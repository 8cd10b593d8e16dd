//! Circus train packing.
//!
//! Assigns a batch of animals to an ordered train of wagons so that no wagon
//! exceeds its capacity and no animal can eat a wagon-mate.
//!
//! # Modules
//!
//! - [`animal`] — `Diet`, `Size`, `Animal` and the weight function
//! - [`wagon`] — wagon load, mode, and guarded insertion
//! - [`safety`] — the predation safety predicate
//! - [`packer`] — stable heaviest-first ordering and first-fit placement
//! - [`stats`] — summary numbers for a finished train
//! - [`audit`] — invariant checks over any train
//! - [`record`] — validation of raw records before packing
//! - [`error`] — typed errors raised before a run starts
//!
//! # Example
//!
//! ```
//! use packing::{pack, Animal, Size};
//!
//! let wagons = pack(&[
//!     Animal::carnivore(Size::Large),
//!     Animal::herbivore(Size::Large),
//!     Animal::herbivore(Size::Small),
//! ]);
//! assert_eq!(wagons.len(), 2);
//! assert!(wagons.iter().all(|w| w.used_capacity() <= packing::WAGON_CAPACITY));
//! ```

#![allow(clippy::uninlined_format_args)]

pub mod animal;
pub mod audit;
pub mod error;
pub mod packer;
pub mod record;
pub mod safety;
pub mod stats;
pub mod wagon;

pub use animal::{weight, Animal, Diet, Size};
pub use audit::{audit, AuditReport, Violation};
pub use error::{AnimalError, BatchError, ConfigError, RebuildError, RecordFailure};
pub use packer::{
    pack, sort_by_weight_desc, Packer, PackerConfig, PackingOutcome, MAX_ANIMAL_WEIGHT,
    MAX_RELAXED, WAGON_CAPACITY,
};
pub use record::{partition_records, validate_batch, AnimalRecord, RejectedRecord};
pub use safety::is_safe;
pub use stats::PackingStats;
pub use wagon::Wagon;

────────

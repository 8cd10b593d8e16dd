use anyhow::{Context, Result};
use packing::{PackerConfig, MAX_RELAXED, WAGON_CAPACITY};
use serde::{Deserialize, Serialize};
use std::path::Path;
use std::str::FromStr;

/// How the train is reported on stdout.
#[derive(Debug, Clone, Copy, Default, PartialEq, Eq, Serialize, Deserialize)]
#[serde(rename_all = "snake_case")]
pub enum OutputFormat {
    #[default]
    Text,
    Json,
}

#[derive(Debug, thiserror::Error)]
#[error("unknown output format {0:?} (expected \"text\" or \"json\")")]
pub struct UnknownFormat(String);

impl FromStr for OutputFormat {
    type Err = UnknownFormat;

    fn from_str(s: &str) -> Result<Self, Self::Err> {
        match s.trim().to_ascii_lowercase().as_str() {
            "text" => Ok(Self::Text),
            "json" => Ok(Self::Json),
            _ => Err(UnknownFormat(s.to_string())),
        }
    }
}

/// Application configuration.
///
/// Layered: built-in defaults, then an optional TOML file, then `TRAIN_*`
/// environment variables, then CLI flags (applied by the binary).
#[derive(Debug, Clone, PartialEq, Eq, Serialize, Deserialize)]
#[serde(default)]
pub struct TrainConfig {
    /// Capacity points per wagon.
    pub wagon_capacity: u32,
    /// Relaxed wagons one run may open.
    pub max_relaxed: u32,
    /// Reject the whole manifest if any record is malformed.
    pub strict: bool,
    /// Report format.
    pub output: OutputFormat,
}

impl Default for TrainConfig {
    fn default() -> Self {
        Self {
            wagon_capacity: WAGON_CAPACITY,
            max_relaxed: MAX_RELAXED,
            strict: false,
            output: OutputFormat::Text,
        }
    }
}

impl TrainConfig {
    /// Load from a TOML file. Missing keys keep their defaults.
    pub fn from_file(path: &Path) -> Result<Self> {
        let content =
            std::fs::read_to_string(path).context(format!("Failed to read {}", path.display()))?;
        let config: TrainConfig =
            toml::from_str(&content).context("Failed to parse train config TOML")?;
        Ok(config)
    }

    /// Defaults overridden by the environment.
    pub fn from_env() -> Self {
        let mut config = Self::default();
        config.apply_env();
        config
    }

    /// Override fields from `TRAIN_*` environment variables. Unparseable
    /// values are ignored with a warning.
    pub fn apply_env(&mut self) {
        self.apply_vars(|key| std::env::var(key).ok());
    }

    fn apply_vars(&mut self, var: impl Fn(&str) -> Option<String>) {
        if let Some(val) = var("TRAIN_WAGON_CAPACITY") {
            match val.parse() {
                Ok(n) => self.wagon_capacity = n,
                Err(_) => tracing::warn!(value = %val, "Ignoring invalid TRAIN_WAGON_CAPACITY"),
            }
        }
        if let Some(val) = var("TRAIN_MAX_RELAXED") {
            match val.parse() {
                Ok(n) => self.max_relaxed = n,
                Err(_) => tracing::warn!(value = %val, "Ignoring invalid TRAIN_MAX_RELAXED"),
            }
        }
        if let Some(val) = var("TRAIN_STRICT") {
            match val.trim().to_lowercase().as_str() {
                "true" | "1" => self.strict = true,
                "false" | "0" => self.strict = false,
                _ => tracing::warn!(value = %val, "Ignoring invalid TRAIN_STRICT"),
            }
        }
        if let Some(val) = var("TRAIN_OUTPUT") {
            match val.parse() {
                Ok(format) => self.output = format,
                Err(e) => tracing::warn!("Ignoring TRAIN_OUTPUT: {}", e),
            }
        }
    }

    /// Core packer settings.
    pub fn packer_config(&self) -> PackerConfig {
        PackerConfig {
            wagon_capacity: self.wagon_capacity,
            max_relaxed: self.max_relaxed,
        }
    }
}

────────

Gather from the data above every line with the string "content".

        let content =
            toml::from_str(&content).context("Failed to parse train config TOML")?;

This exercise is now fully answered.